Look through the data below for the line with "signed-in player id", and transcribe it exactly together with each line after it up to and including the line with "the already-established identity.". Give nothing else.

_INPUT RECORDS_:
● ● ● ●

//! Remote session service boundary and implementations
//!
//! `service` defines the abstract RPC contract the core depends on; `memory`
//! provides the in-process implementation used by tests and the demo binary.

pub mod memory;
pub mod service;

// Re-export commonly used types
pub use memory::InMemorySessionBackend;
pub use service::{
    classify_backend_error, is_rate_limit_signal, CreateLobbyOptions, FilterField, FilterOp,
    OrderField, QueryFilter, QueryLobbiesOptions, QueryOrder, QueryResponse, SessionBackend,
};
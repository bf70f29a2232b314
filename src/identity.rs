//! Player identity and anonymous sign-in
//!
//! Components depend only on whether an identity is available; the sign-in
//! handshake itself is the one place in this crate that retries, with a small
//! bounded number of attempts and increasing delay.

use crate::error::{Result, SessionError};
use crate::types::PlayerId;
use crate::utils::generate_entity_id;
use async_trait::async_trait;
use std::sync::{Arc, RwLock};
use std::time::Duration;
use tokio::time::sleep;
use tracing::{error, info, warn};

/// External authentication boundary
#[async_trait]
pub trait AuthService: Send + Sync {
    /// Perform the asynchronous anonymous sign-in, yielding a stable player id
    async fn sign_in_anonymously(&self) -> Result<PlayerId>;
}

/// Read side of the identity: available or not
pub trait IdentityProvider: Send + Sync {
    /// The signed-in player id
    ///
    /// Fails with `NotAuthenticated` before sign-in completes, so callers
    /// never send a malformed request instead.
    fn player_id(&self) -> Result<PlayerId>;

    fn is_authenticated(&self) -> bool;
}

/// Configuration for the sign-in handshake
#[derive(Debug, Clone)]
pub struct IdentityConfig {
    /// Maximum sign-in attempts before surfacing a terminal failure
    pub max_attempts: u32,
    /// Delay before the first retry; doubles per attempt, capped at 30s
    pub retry_delay_ms: u64,
}

impl Default for IdentityConfig {
    fn default() -> Self {
        Self {
            max_attempts: 3,
            retry_delay_ms: 1000,
        }
    }
}

/// Anonymous per-process identity with bounded-retry sign-in
pub struct AnonymousIdentity {
    auth: Arc<dyn AuthService>,
    config: IdentityConfig,
    player_id: RwLock<Option<PlayerId>>,
}

impl AnonymousIdentity {
    pub fn new(auth: Arc<dyn AuthService>, config: IdentityConfig) -> Self {
        Self {
            auth,
            config,
            player_id: RwLock::new(None),
        }
    }

    /// Sign in, retrying transient failures with exponential backoff
    ///
    /// Idempotent: a second call returns the already-established identity.
    pub async fn sign_in(&self) -> Result<PlayerId> {
        if let Ok(guard) = self.player_id.read() {
            if let Some(id) = guard.as_ref() {
                return Ok(id.clone());
            }
        }

        let mut attempt = 0;
        let mut delay = Duration::from_millis(self.config.retry_delay_ms);

        loop {
            match self.auth.sign_in_anonymously().await {
                Ok(id) => {
                    let mut guard = self.player_id.write().map_err(|_| {
                        SessionError::Internal {
                            message: "identity lock poisoned".to_string(),
                        }
                    })?;
                    *guard = Some(id.clone());

                    info!("Signed in anonymously with player id {}", id);
                    return Ok(id);
                }
                Err(e) => {
                    attempt += 1;
                    if attempt >= self.config.max_attempts {
                        error!(
                            "Sign-in failed after {} attempts: {}",
                            self.config.max_attempts, e
                        );
                        return Err(e.context("anonymous sign-in exhausted retries"));
                    }

                    warn!(
                        "Sign-in attempt {} failed: {}. Retrying in {:?}",
                        attempt, e, delay
                    );

                    sleep(delay).await;
                    delay = Duration::from_millis((delay.as_millis() as u64 * 2).min(30_000));
                }
            }
        }
    }
}

impl IdentityProvider for AnonymousIdentity {
    fn player_id(&self) -> Result<PlayerId> {
        let guard = self
            .player_id
            .read()
            .map_err(|_| SessionError::Internal {
                message: "identity lock poisoned".to_string(),
            })?;

        guard
            .as_ref()
            .cloned()
            .ok_or_else(|| SessionError::NotAuthenticated.into())
    }

    fn is_authenticated(&self) -> bool {
        self.player_id
            .read()
            .map(|guard| guard.is_some())
            .unwrap_or(false)
    }
}

/// Auth service that mints a fresh id locally (demo binary, tests)
#[derive(Debug, Default)]
pub struct LocalAuthService;

impl LocalAuthService {
    pub fn new() -> Self {
        Self
    }
}

#[async_trait]
impl AuthService for LocalAuthService {
    async fn sign_in_anonymously(&self) -> Result<PlayerId> {
        Ok(generate_entity_id())
    }
}

/// Already-established identity for tests
#[derive(Debug, Clone)]
pub struct StaticIdentity {
    player_id: PlayerId,
}

impl StaticIdentity {
    pub fn new(player_id: impl Into<PlayerId>) -> Self {
        Self {
            player_id: player_id.into(),
        }
    }
}

impl IdentityProvider for StaticIdentity {
    fn player_id(&self) -> Result<PlayerId> {
        Ok(self.player_id.clone())
    }

    fn is_authenticated(&self) -> bool {
        true
    }
}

● ● ● ●

_OUTPUT OF THE TASK_:
    /// The signed-in player id
    ///
    /// Fails with `NotAuthenticated` before sign-in completes, so callers
    /// never send a malformed request instead.
    fn player_id(&self) -> Result<PlayerId>;

    fn is_authenticated(&self) -> bool;
}

/// Configuration for the sign-in handshake
#[derive(Debug, Clone)]
pub struct IdentityConfig {
    /// Maximum sign-in attempts before surfacing a terminal failure
    pub max_attempts: u32,
    /// Delay before the first retry; doubles per attempt, capped at 30s
    pub retry_delay_ms: u64,
}

impl Default for IdentityConfig {
    fn default() -> Self {
        Self {
            max_attempts: 3,
            retry_delay_ms: 1000,
        }
    }
}

/// Anonymous per-process identity with bounded-retry sign-in
pub struct AnonymousIdentity {
    auth: Arc<dyn AuthService>,
    config: IdentityConfig,
    player_id: RwLock<Option<PlayerId>>,
}

impl AnonymousIdentity {
    pub fn new(auth: Arc<dyn AuthService>, config: IdentityConfig) -> Self {
        Self {
            auth,
            config,
            player_id: RwLock::new(None),
        }
    }

    /// Sign in, retrying transient failures with exponential backoff
    ///
    /// Idempotent: a second call returns the already-established identity.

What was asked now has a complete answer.